**EXERCISE DETAILS:** Produce an exact copy of the first line of the data below and each line after it, please, up to and including the one with "use tempo_audit::ActionKind;".

-*-

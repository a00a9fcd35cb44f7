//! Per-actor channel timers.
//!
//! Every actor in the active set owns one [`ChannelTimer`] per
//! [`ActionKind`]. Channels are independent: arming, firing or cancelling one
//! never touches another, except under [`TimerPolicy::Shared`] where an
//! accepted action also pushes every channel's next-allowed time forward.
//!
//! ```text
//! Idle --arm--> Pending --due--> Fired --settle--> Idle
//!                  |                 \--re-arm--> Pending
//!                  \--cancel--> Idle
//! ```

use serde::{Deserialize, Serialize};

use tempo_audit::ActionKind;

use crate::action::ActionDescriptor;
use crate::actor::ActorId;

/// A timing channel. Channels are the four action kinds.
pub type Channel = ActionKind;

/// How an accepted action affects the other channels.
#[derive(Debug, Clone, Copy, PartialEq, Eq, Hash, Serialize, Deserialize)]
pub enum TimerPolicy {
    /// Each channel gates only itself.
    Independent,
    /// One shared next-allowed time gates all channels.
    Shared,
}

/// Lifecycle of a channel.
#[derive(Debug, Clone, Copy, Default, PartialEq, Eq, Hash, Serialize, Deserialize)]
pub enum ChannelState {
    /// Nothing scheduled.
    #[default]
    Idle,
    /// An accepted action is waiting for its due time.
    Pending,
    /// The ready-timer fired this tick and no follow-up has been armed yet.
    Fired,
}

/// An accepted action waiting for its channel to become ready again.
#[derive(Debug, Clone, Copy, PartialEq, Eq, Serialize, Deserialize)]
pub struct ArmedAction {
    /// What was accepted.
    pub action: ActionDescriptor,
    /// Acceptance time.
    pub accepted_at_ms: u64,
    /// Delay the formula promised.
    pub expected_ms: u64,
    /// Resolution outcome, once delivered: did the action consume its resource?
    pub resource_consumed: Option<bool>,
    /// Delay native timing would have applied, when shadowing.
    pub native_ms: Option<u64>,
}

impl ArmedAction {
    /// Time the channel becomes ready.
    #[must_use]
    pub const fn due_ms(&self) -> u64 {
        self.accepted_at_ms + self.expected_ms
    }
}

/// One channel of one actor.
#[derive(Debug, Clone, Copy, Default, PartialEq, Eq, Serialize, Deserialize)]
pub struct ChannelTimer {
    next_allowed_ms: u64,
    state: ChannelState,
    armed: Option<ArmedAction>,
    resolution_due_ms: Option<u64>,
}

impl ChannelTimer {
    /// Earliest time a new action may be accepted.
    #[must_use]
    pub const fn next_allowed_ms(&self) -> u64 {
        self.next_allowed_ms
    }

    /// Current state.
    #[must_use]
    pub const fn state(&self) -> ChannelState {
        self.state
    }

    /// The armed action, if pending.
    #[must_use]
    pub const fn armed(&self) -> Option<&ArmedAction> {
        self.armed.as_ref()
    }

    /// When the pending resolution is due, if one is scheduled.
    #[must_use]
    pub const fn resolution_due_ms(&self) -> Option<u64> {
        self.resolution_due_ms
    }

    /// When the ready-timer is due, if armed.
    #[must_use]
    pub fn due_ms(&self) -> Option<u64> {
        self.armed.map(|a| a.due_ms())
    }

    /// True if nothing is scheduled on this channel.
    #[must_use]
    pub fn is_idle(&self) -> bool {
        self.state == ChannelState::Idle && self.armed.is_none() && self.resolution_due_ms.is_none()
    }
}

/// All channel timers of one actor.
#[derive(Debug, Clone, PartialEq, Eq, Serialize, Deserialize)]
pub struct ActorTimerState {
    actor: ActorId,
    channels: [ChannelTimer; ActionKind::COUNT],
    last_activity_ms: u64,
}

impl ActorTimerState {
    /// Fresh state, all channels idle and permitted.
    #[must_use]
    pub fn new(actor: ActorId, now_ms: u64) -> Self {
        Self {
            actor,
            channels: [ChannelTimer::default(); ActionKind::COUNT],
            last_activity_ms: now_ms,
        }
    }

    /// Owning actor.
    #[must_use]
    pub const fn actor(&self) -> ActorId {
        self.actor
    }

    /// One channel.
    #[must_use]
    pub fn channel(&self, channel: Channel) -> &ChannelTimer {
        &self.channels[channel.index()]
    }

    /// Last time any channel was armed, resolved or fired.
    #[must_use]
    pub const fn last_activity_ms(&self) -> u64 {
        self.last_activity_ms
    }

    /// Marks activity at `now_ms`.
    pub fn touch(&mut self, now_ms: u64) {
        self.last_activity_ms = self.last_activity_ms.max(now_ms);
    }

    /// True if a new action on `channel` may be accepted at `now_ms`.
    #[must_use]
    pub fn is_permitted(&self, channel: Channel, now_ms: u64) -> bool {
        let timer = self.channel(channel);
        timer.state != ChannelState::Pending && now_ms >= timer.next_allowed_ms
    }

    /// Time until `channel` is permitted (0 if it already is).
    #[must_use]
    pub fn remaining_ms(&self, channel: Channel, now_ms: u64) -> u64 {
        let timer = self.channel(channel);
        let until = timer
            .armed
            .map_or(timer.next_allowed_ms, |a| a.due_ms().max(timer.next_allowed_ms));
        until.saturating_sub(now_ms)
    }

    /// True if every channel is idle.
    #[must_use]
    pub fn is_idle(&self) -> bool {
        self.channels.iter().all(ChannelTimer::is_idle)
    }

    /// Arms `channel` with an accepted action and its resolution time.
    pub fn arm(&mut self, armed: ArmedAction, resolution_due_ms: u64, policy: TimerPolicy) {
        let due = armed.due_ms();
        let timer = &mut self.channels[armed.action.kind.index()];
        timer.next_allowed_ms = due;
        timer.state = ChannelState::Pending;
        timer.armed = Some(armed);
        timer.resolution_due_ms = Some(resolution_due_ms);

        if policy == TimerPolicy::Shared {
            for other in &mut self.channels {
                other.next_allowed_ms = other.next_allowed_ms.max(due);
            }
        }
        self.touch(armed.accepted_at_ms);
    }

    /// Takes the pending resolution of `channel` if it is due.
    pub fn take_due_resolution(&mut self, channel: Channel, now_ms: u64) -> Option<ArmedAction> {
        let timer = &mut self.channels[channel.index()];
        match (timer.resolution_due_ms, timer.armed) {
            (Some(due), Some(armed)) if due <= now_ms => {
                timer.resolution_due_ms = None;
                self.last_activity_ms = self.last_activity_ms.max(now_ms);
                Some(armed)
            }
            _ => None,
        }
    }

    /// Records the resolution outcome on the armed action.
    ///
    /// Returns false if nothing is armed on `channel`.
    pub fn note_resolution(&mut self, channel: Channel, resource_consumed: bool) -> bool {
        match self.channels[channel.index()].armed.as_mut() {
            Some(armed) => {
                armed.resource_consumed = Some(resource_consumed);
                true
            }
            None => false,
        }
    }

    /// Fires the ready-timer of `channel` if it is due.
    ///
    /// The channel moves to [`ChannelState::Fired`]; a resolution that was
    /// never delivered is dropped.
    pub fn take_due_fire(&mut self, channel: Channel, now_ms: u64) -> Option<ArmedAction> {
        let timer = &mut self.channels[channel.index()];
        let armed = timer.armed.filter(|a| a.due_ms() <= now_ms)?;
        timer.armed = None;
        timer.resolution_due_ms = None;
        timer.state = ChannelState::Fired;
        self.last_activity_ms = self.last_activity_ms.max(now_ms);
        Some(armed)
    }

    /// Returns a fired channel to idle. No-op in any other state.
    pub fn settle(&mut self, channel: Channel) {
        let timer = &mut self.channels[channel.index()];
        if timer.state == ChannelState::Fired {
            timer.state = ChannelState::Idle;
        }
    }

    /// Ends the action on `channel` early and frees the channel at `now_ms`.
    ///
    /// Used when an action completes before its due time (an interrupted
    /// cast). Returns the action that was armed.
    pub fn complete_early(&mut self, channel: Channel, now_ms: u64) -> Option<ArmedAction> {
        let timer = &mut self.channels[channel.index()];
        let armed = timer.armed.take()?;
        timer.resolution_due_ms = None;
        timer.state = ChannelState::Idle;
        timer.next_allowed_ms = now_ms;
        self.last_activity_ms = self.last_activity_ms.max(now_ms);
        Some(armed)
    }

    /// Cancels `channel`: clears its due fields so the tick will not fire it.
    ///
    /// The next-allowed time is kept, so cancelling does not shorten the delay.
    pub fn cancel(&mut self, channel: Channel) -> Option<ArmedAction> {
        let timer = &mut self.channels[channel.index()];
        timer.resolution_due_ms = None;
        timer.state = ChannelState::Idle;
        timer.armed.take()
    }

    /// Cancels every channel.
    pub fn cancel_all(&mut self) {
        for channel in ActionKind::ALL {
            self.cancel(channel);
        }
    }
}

-*-

**RESULT:**
repository a00a9fcd35cb44f7
//! Per-actor channel timers.
//!
//! Every actor in the active set owns one [`ChannelTimer`] per
//! [`ActionKind`]. Channels are independent: arming, firing or cancelling one
//! never touches another, except under [`TimerPolicy::Shared`] where an
//! accepted action also pushes every channel's next-allowed time forward.
//!
//! ```text
//! Idle --arm--> Pending --due--> Fired --settle--> Idle
//!                  |                 \--re-arm--> Pending
//!                  \--cancel--> Idle
//! ```

use serde::{Deserialize, Serialize};

use tempo_audit::ActionKind;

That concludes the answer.